**About this exercise**
Look for the word "minus" in the entries and copy every line where it shows up.
■ ■ ■ ■ ■ ■ ■
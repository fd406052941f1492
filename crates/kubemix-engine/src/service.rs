//! Services derived from workloads

use std::collections::BTreeMap;

use kubemix_core::{CoreError, Resource, Schema};
use once_cell::sync::Lazy;
use regex::{Captures, Regex};
use serde_json::{Value as JsonValue, json};

use crate::assembler::Assembler;
use crate::config::ServiceOptions;
use crate::error::{EngineError, Result};

/// `%(key)s` placeholders in a port name format
static PLACEHOLDER: Lazy<Regex> =
    Lazy::new(|| Regex::new(r"%\((\w+)\)s").expect("valid regex"));

const CONTAINER_KEY: &str = "container";
const PORT_KEY: &str = "port";

/// Reject formats referencing anything but `container` and `port`
fn validate_name_format(format: &str) -> Result<()> {
    for caps in PLACEHOLDER.captures_iter(format) {
        let key = &caps[1];
        if key != CONTAINER_KEY && key != PORT_KEY {
            return Err(EngineError::InvalidNameFormat {
                format: format.to_string(),
                placeholder: key.to_string(),
            });
        }
    }
    Ok(())
}

/// Substitute container and port names into a validated format
fn port_name(format: &str, container: &str, port: &str) -> String {
    PLACEHOLDER
        .replace_all(format, |caps: &Captures| match &caps[1] {
            CONTAINER_KEY => container.to_string(),
            PORT_KEY => port.to_string(),
            _ => caps[0].to_string(),
        })
        .into_owned()
}

/// Pod template labels minus the ignored keys
fn selector_labels(template: &JsonValue, ignored: &[String]) -> BTreeMap<String, String> {
    let Some(labels) = template.pointer("/metadata/labels").and_then(JsonValue::as_object) else {
        return BTreeMap::new();
    };

    labels
        .iter()
        .filter(|(key, _)| !ignored.contains(*key))
        .map(|(key, value)| {
            let value = match value {
                JsonValue::String(s) => s.clone(),
                other => other.to_string(),
            };
            (key.clone(), value)
        })
        .collect()
}

impl<S: Schema> Assembler<S> {
    /// Derive a Service exposing every named port of a workload
    ///
    /// - the selector is the pod template labels minus `ignored_labels`
    /// - one port per container port, in container then port order, named by
    ///   `name_format`; `port` and `targetPort` are the container port
    /// - `protocol` is only set when the container port declares one
    /// - the Service carries the label `name=<workload name>`
    ///
    /// `options` falls back to the assembler defaults.
    pub fn service_for(
        &self,
        workload: &Resource,
        options: Option<&ServiceOptions>,
    ) -> Result<Resource> {
        let defaults;
        let options = match options {
            Some(options) => options,
            None => {
                defaults = self.config().service_options();
                &defaults
            }
        };
        validate_name_format(&options.name_format)?;

        let name = workload.require_name()?;
        let selector = selector_labels(workload.pod_template()?, &options.ignored_labels);

        let mut ports = Vec::new();
        for (index, container) in workload.containers()?.iter().enumerate() {
            let container_name = container
                .get("name")
                .and_then(JsonValue::as_str)
                .ok_or_else(|| {
                    CoreError::missing(format!("spec.template.spec.containers[{}].name", index))
                })?;

            let declared = match container.get("ports") {
                None | Some(JsonValue::Null) => continue,
                Some(JsonValue::Array(declared)) => declared,
                Some(_) => {
                    return Err(EngineError::InvalidPort {
                        resource: workload.display_name(),
                        container: container_name.to_string(),
                        message: "ports must be a list".to_string(),
                    });
                }
            };

            for port in declared {
                let number = port
                    .get("containerPort")
                    .and_then(JsonValue::as_i64)
                    .and_then(|n| i32::try_from(n).ok())
                    .ok_or_else(|| EngineError::InvalidPort {
                        resource: workload.display_name(),
                        container: container_name.to_string(),
                        message: "containerPort must be an integer".to_string(),
                    })?;
                let port_label = port.get("name").and_then(JsonValue::as_str).unwrap_or_default();
                let protocol = port.get("protocol").and_then(JsonValue::as_str);

                let rendered = port_name(&options.name_format, container_name, port_label);
                ports.push(self.schema().service_port(&rendered, number, number, protocol)?);
            }
        }

        tracing::debug!(
            resource = %workload.display_name(),
            ports = ports.len(),
            selector = selector.len(),
            "derived service"
        );

        let mut service = self.schema().service(name, &selector, ports)?;
        service.mixin(&json!({ "metadata": { "labels": { "name": name } } }));
        Ok(service)
    }
}
//! Manifest output formatting

use kubemix_core::Resource;

use crate::error::Result;

/// Serialize a resource to a YAML document
///
/// The document has no leading `---` and ends with a newline. Nothing is
/// validated: whatever was assembled is written as-is.
pub fn to_yaml(resource: &Resource) -> Result<String> {
    let yaml = serde_yaml::to_string(resource.inner())?;
    let yaml = yaml.trim_start_matches("---\n");

    let mut doc = String::with_capacity(yaml.len() + 1);
    doc.push_str(yaml);
    if !doc.ends_with('\n') {
        doc.push('\n');
    }
    Ok(doc)
}

/// Serialize several resources to one multi-document YAML stream
pub fn to_yaml_stream(resources: &[Resource]) -> Result<String> {
    let docs = resources
        .iter()
        .map(to_yaml)
        .collect::<Result<Vec<_>>>()?;
    Ok(docs.join("---\n"))
}

/// Serialize a resource to pretty-printed JSON
pub fn to_json_pretty(resource: &Resource) -> Result<String> {
    Ok(serde_json::to_string_pretty(resource.inner())?)
}
/// Deployment with containers `web` (http, metrics) and `sidecar` (no ports)
fn deployment<S: Schema>(schema: &S) -> Resource {
    let mut web = schema.container("web", "nginx").unwrap();
    web["ports"] = json!([
        schema.container_port("http", 8080, None).unwrap(),
        schema.container_port("metrics", 9090, Some("TCP")).unwrap(),
    ]);
    let sidecar = schema.container("sidecar", "envoy").unwrap();

    let mut d = schema.deployment("api", 2, vec![web, sidecar]).unwrap();
    d.mixin(&json!({"spec": {"template": {"metadata": {"labels": {"version": "v3"}}}}}));
    d
}

mod service_derivation {
    use super::*;

    #[test]
    fn test_single_port_end_to_end() {
        let assembler = Assembler::new();
        let schema = assembler.schema();
        let mut web = schema.container("web", "nginx").unwrap();
        web["ports"] = json!([schema.container_port("http", 8080, None).unwrap()]);
        let d = schema.deployment("api", 1, vec![web]).unwrap();

        let service = assembler.service_for(&d, None).unwrap();

        assert_eq!(service.kind(), Some("Service"));
        assert_eq!(service.name(), Some("api"));
        assert_eq!(
            service.get("spec.ports").unwrap(),
            &json!([{"name": "web-http", "port": 8080, "targetPort": 8080}])
        );
    }

    #[test]
    fn test_port_count_and_order() {
        let assembler = Assembler::new();
        let d = deployment(assembler.schema());
        let service = assembler.service_for(&d, None).unwrap();

        let ports = service.get("spec.ports").and_then(JsonValue::as_array).unwrap();
        assert_eq!(ports.len(), 2);
        assert_eq!(ports[0]["name"], "web-http");
        assert_eq!(ports[1]["name"], "web-metrics");
        for port in ports {
            assert_eq!(port["port"], port["targetPort"]);
        }
        assert!(ports[0].get("protocol").is_none());
        assert_eq!(ports[1]["protocol"], "TCP");
    }

    #[test]
    fn test_ignored_labels_only_affect_selector() {
        let assembler = Assembler::new();
        let d = deployment(assembler.schema());

        let all = assembler.service_for(&d, None).unwrap();
        assert_eq!(
            all.get("spec.selector").unwrap(),
            &json!({"name": "api", "version": "v3"})
        );

        let options = ServiceOptions::default().ignore_label("version");
        let service = assembler.service_for(&d, Some(&options)).unwrap();
        assert_eq!(service.get("spec.selector").unwrap(), &json!({"name": "api"}));
        // the service's own labels are not the selector
        assert_eq!(service.get("metadata.labels").unwrap(), &json!({"name": "api"}));
        // the workload keeps its labels
        assert_eq!(d.get_str("spec.template.metadata.labels.version"), Some("v3"));
    }

    #[test]
    fn test_custom_name_format() {
        let assembler = Assembler::new();
        let d = deployment(assembler.schema());
        let options = ServiceOptions::default().name_format("%(port)s");
        let service = assembler.service_for(&d, Some(&options)).unwrap();
        assert_eq!(service.get("spec.ports").unwrap()[0]["name"], "http");

        let configured = Assembler::builder().service_name_format("p-%(port)s").build();
        let service = configured.service_for(&d, None).unwrap();
        assert_eq!(service.get("spec.ports").unwrap()[1]["name"], "p-metrics");
    }

    #[test]
    fn test_no_ports_yields_empty_port_list() {
        let assembler = Assembler::new();
        let schema = assembler.schema();
        let d = schema
            .deployment("worker", 1, vec![schema.container("worker", "busybox").unwrap()])
            .unwrap();
        let service = assembler.service_for(&d, None).unwrap();
        assert_eq!(service.get("spec.ports").unwrap(), &json!([]));
    }

    #[test]
    fn test_missing_container_port_fails() {
        let assembler = Assembler::new();
        let d = Resource::from(json!({
            "kind": "Deployment",
            "metadata": {"name": "api"},
            "spec": {"template": {
                "metadata": {"labels": {"name": "api"}},
                "spec": {"containers": [{"name": "web", "ports": [{"name": "http"}]}]}
            }}
        }));
        assert!(matches!(
            assembler.service_for(&d, None),
            Err(kubemix_engine::EngineError::InvalidPort { .. })
        ));
    }

    #[test]
    fn test_with_mock_schema() {
        let assembler = mock_assembler();
        let d = deployment(assembler.schema());
        let service = assembler.service_for(&d, None).unwrap();
        assert_eq!(service.get("mock").unwrap(), true);
        assert_eq!(service.get("spec.ports").unwrap().as_array().unwrap().len(), 2);
    }
}
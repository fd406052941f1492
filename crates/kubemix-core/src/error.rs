//! Core error types

use thiserror::Error;

#[derive(Error, Debug)]
pub enum CoreError {
    #[error("Failed to parse YAML: {0}")]
    YamlParse(#[from] serde_yaml::Error),

    #[error("Failed to parse JSON: {0}")]
    JsonParse(#[from] serde_json::Error),

    #[error("IO error: {0}")]
    Io(#[from] std::io::Error),

    #[error("Missing required field: {field}")]
    MissingField { field: String },

    #[error("Invalid field {field}: expected {expected}")]
    InvalidField { field: String, expected: String },
}

impl CoreError {
    pub fn missing(field: impl Into<String>) -> Self {
        Self::MissingField { field: field.into() }
    }

    pub fn invalid(field: impl Into<String>, expected: impl Into<String>) -> Self {
        Self::InvalidField {
            field: field.into(),
            expected: expected.into(),
        }
    }
}

pub type Result<T> = std::result::Result<T, CoreError>;
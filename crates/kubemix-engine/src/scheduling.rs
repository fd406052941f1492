//! Pod placement: anti-affinity and priority

use kubemix_core::{ListStrategy, Resource, Schema, deep_merge};
use serde_json::{Value as JsonValue, json};

use crate::assembler::Assembler;
use crate::error::{EngineError, Result};

/// Pod template label anti-affinity keys on
pub const NAME_LABEL: &str = "name";

const REQUIRED_TERMS_POINTER: &str =
    "/spec/affinity/podAntiAffinity/requiredDuringSchedulingIgnoredDuringExecution";

impl<S: Schema> Assembler<S> {
    /// Forbid two pods of this workload from sharing a node
    ///
    /// Works for Deployments and StatefulSets alike. The rule is a hard
    /// requirement keyed on the pod template label `name`, which must already be
    /// set. Applying it again leaves the workload unchanged; other required
    /// terms already on the pod template are kept.
    pub fn anti_affinity(&self, workload: &Resource) -> Result<Resource> {
        let label = workload
            .pod_template()?
            .pointer("/metadata/labels/name")
            .and_then(JsonValue::as_str)
            .ok_or_else(|| EngineError::missing_label(workload.display_name(), NAME_LABEL))?
            .to_string();

        let term = json!({
            "labelSelector": { "matchLabels": { "name": label } },
            "topologyKey": self.config().topology_key,
        });

        let mut result = workload.clone();
        let present = workload
            .pod_template()?
            .pointer(REQUIRED_TERMS_POINTER)
            .and_then(JsonValue::as_array)
            .is_some_and(|terms| terms.contains(&term));
        if present {
            return Ok(result);
        }

        deep_merge(
            result.pod_template_mut()?,
            &json!({
                "spec": {
                    "affinity": {
                        "podAntiAffinity": {
                            "requiredDuringSchedulingIgnoredDuringExecution": [term]
                        }
                    }
                }
            }),
            ListStrategy::Append,
        );

        tracing::debug!(resource = %workload.display_name(), label = %label, "added pod anti-affinity");
        Ok(result)
    }

    /// Assign a PriorityClass to the pod template
    pub fn pod_priority(&self, workload: &Resource, class_name: &str) -> Result<Resource> {
        let mut result = workload.clone();
        deep_merge(
            result.pod_template_mut()?,
            &json!({ "spec": { "priorityClassName": class_name } }),
            ListStrategy::Replace,
        );
        Ok(result)
    }
}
■ ■ ■ ■ ■ ■ ■
**Task result**
/// Pod template labels minus the ignored keys
    /// - the selector is the pod template labels minus `ignored_labels`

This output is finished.